Israel and north Sudan are being accused of supporting and practically arming South Sudan warring parties.
On Tuesday, Israeli citizens protested against the sale of weapons by their country to South Sudan’s government.
According to Israeli media, the protesters gathered outside the International Defense and Homeland Security three-day arms fair held in Tel Aviv, saying the weapons sold to Juba would be used to commit atrocities.
The protesters carried placards with the words “Stop arming South Sudan” as a sign of their dissatisfaction with the trend.
According to Haaretz newspaper, Israeli national assembly member Tamar Zandberg last week wrote to the Defense Minister, Moshe Ya’alon, asking Israel to halt military exports to South Sudan.
Sudan arming Machar
Meanwhile, Radio Tamazuj reports that Sudanese government airdropped weapons and ammunition to the SPLA-In Opposition rebels in South Sudan.

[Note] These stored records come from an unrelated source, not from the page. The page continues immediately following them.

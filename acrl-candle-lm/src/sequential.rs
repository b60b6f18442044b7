use candle_core::{Module, Result, Tensor};
use candle_nn::{Linear, VarBuilder, linear};
use either::Either;
use serde::{Deserialize, Serialize};

/// Hidden layer nonlinearity.
#[derive(Debug, Clone, Copy, PartialEq, Eq, Default, Serialize, Deserialize)]
#[serde(rename_all = "snake_case")]
pub enum Activation {
    #[default]
    Tanh,
    Relu,
}

impl Module for Activation {
    fn forward(&self, xs: &Tensor) -> Result<Tensor> {
        match self {
            Self::Tanh => xs.tanh(),
            Self::Relu => xs.relu(),
        }
    }
}

#[derive(Debug, Clone)]
pub struct LinearLayer {
    layer: Linear,
    in_dim: usize,
    out_dim: usize,
}

impl LinearLayer {
    pub fn new(in_dim: usize, out_dim: usize, vb: &VarBuilder, prefix: &str) -> Result<Self> {
        let layer = linear(in_dim, out_dim, vb.pp(prefix))?;
        Ok(Self {
            layer,
            in_dim,
            out_dim,
        })
    }

    pub fn dims(&self) -> (usize, usize) {
        (self.in_dim, self.out_dim)
    }
}

impl Module for LinearLayer {
    fn forward(&self, xs: &Tensor) -> Result<Tensor> {
        self.layer.forward(xs)
    }
}

#[derive(Debug, Clone)]
pub struct Layer(pub Either<LinearLayer, Activation>);

impl Layer {
    pub fn linear(linear: LinearLayer) -> Self {
        Self(Either::Left(linear))
    }

    pub fn activation(activation: Activation) -> Self {
        Self(Either::Right(activation))
    }
}

impl Module for Layer {
    fn forward(&self, xs: &Tensor) -> Result<Tensor> {
        match &self.0 {
            Either::Left(linear) => linear.forward(xs),
            Either::Right(activation) => activation.forward(xs),
        }
    }
}

#[derive(Default, Debug, Clone)]
pub struct Mlp {
    layers: Vec<Layer>,
}

impl Mlp {
    pub fn add_layer(mut self, layer: Layer) -> Self {
        self.layers.push(layer);
        self
    }

    /// Shapes of the linear layers, input to output.
    pub fn linear_dims(&self) -> Vec<(usize, usize)> {
        self.layers
            .iter()
            .filter_map(|layer| layer.0.as_ref().left().map(LinearLayer::dims))
            .collect()
    }
}

impl Module for Mlp {
    fn forward(&self, xs: &Tensor) -> Result<Tensor> {
        let mut xs = xs.clone();
        for layer in self.layers.iter() {
            xs = layer.forward(&xs)?
        }
        Ok(xs)
    }
}

/// `hidden.len() + 1` linear layers with `activation` between them and a linear output. Layer
/// variables are named `{prefix}{idx}.weight` / `{prefix}{idx}.bias`.
pub fn mlp(
    input_dim: usize,
    hidden: &[usize],
    output_dim: usize,
    activation: Activation,
    vb: &VarBuilder,
    prefix: &str,
) -> Result<Mlp> {
    let mut last_dim = input_dim;
    let mut nn = Mlp::default();
    for (layer_idx, layer_size) in hidden.iter().enumerate() {
        let layer = LinearLayer::new(last_dim, *layer_size, vb, &format!("{prefix}{layer_idx}"))?;
        nn = nn
            .add_layer(Layer::linear(layer))
            .add_layer(Layer::activation(activation));
        last_dim = *layer_size;
    }
    let output = LinearLayer::new(last_dim, output_dim, vb, &format!("{prefix}{}", hidden.len()))?;
    Ok(nn.add_layer(Layer::linear(output)))
}

#[cfg(test)]
mod tests {
    use super::*;
    use candle_core::{DType, Device};
    use candle_nn::VarMap;

    #[test]
    fn builds_hidden_plus_one_linear_layers() -> Result<()> {
        let varmap = VarMap::new();
        let vb = VarBuilder::from_varmap(&varmap, DType::F32, &Device::Cpu);
        let net = mlp(3, &[8, 4], 2, Activation::Tanh, &vb, "a_net")?;
        assert_eq!(net.linear_dims(), vec![(3, 8), (8, 4), (4, 2)]);
        assert_eq!(net.layers.len(), 5);
        assert_eq!(varmap.all_vars().len(), 6);
        Ok(())
    }

    #[test]
    fn forward_maps_batch_to_output_dim() -> Result<()> {
        let varmap = VarMap::new();
        let vb = VarBuilder::from_varmap(&varmap, DType::F32, &Device::Cpu);
        let net = mlp(3, &[5], 1, Activation::Relu, &vb, "c_net")?;
        let xs = Tensor::ones((7, 3), DType::F32, &Device::Cpu)?;
        assert_eq!(net.forward(&xs)?.dims(), &[7, 1]);
        Ok(())
    }

    #[test]
    fn no_hidden_layers_is_a_single_linear_map() -> Result<()> {
        let varmap = VarMap::new();
        let vb = VarBuilder::from_varmap(&varmap, DType::F32, &Device::Cpu);
        let net = mlp(2, &[], 3, Activation::Tanh, &vb, "x")?;
        assert_eq!(net.linear_dims(), vec![(2, 3)]);
        Ok(())
    }

    #[test]
    fn tanh_activation_is_bounded() -> Result<()> {
        let xs = Tensor::new(&[-100f32, 0., 100.], &Device::Cpu)?;
        let ys = Activation::Tanh.forward(&xs)?.to_vec1::<f32>()?;
        assert!((ys[0] + 1.).abs() < 1e-6);
        assert_eq!(ys[1], 0.);
        assert!((ys[2] - 1.).abs() < 1e-6);
        Ok(())
    }
}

A dispatch by Conflict Armament Research (CAR), which traces flows of weapons among armed groups, examined materiel captured by the SPLA from the SPLA-In Opposition in Pigi County, Jonglei state in November 2014.
According to CAR Executive Director James Bevan, the evidence “clearly illustrates continuity in the types of weapon, and modes of delivery, employed by Sudan to sustain rebellion in South Sudan. Sudan’s support for the SPLA-iO rebellion mirrors its assistance to South Sudanese rebel forces before the present crisis, and indeed before the latter country’s independence.”
The materiel that CAR examined included Sudanese-made Kalashnikov ammunition, Chinese-made bullets and rifles, and American-made rounds for recoilless rifles.
70 percent of the ammunition for Kalashnikov rifles was produced in Sudan, with much of it produced in 2014, after the South Sudan Civil War began. These bullets showed signs of damage from airdrops.
The report quotes observers on the ground who confirmed that throughout December 2014, aircraft dropped additional military equipment to SPLA-iO units in Upper Nile and Jonglei States.
Meanwhile, the Chinese-made rifles share serial number details with similar guns that Khartoum was previously documented supplying to rebel groups in South Sudan in 2011, before the current conflict.
Other captured ammunition made in China was “identical” to ammunition supplied by Khartoum to South Sudanese rebels in 2012.
The weapons airdropped in Jonglei also mirror those found in other conflict zones known to be supplied by Khartoum, such as Darfur and the Central African Republic.
CAR also inspected three American-made recoilless rifle rounds recovered by the SPLA, including one captured in Malakal in March 2014 and brought to Juba.